(Dataset entries)
== Segment start ==
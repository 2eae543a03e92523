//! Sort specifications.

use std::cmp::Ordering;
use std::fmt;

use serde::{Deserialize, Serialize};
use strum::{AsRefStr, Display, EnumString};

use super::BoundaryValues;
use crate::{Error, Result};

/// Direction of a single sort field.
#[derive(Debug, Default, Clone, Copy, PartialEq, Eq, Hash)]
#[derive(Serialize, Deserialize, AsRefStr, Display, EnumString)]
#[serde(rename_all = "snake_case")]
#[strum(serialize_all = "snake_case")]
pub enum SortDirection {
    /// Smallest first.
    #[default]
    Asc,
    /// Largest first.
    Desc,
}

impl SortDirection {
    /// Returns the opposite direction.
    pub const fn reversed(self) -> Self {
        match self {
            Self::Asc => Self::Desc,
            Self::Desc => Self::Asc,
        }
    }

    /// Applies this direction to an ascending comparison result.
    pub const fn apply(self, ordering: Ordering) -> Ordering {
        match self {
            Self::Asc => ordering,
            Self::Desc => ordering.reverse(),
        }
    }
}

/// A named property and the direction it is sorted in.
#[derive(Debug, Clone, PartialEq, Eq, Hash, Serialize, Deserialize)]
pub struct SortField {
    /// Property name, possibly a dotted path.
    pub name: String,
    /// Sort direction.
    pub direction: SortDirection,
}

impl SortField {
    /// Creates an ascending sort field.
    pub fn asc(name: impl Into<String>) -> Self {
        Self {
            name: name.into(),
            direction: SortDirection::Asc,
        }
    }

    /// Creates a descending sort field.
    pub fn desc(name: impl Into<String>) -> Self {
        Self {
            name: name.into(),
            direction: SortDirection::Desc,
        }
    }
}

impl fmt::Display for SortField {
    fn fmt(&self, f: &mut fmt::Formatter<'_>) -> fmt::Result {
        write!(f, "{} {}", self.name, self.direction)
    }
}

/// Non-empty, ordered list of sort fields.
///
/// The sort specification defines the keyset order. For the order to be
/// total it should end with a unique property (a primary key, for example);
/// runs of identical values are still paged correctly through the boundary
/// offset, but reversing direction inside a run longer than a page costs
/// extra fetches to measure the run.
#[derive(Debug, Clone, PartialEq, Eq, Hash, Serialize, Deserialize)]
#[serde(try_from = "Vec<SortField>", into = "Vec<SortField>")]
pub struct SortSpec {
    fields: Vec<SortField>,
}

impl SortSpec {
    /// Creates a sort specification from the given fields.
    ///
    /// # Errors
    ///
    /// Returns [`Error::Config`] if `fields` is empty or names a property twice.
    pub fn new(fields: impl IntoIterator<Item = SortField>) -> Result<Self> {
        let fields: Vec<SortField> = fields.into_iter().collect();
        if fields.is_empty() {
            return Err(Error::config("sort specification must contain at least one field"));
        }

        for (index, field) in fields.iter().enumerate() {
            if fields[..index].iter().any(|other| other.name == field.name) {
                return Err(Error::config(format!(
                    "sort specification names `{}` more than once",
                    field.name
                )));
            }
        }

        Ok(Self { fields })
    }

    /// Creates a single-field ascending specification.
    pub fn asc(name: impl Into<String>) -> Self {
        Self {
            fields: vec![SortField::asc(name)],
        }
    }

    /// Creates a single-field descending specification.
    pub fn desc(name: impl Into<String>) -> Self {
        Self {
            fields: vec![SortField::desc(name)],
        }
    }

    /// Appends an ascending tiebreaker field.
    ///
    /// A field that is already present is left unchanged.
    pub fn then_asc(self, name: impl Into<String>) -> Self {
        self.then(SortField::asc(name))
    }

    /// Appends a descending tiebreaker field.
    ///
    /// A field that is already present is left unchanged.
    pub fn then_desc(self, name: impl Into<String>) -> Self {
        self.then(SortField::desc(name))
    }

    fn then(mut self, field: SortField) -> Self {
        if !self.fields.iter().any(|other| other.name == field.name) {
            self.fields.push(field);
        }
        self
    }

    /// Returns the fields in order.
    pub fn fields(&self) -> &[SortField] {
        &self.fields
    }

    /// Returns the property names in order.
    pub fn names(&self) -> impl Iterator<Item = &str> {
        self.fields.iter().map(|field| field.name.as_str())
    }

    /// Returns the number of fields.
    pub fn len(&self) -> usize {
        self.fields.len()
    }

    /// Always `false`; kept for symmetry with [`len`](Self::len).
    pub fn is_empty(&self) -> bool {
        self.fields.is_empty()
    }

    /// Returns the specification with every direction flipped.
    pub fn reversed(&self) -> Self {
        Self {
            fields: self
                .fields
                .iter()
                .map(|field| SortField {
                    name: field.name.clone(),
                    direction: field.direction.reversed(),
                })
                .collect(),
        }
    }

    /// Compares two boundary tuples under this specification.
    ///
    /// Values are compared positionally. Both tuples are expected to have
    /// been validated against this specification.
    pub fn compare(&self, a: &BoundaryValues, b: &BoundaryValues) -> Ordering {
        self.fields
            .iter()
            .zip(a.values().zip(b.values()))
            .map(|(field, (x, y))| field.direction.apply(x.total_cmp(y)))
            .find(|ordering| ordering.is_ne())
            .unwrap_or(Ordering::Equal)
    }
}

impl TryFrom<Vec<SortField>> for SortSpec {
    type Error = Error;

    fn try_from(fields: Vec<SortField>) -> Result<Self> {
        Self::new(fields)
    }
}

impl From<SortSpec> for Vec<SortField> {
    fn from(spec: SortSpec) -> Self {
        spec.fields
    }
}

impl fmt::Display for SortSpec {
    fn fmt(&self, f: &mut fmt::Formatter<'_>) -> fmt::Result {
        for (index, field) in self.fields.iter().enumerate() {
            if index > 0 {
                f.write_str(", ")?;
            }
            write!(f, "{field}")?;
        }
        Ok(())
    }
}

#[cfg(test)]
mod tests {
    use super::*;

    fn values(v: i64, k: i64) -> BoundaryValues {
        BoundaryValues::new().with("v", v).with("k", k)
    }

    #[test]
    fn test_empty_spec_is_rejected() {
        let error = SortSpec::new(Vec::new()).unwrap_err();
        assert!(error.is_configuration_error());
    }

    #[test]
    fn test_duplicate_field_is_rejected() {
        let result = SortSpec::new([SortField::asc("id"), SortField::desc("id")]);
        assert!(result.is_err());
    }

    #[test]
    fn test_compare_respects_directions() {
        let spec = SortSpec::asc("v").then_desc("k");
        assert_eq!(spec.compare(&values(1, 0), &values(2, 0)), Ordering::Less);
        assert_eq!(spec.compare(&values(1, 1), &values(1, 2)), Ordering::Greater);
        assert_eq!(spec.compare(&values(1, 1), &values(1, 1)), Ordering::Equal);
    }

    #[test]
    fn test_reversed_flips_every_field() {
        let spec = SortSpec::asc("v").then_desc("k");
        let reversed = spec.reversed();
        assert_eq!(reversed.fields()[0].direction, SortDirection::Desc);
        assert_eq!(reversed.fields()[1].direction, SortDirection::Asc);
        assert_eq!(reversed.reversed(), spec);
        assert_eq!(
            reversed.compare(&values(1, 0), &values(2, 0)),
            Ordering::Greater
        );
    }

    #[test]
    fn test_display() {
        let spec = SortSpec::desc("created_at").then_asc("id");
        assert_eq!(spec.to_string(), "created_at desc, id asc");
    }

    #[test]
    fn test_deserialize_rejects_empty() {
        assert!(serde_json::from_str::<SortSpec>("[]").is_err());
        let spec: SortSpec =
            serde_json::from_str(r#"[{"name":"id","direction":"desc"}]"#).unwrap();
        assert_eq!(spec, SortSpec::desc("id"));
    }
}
== Segment end ==
(WHAT THIS TASK INVOLVES)
Check each line above for the word "strum", and copy the lines where it appears.

(SOLVED EXERCISE)
use strum::{AsRefStr, Display, EnumString};
#[strum(serialize_all = "snake_case")]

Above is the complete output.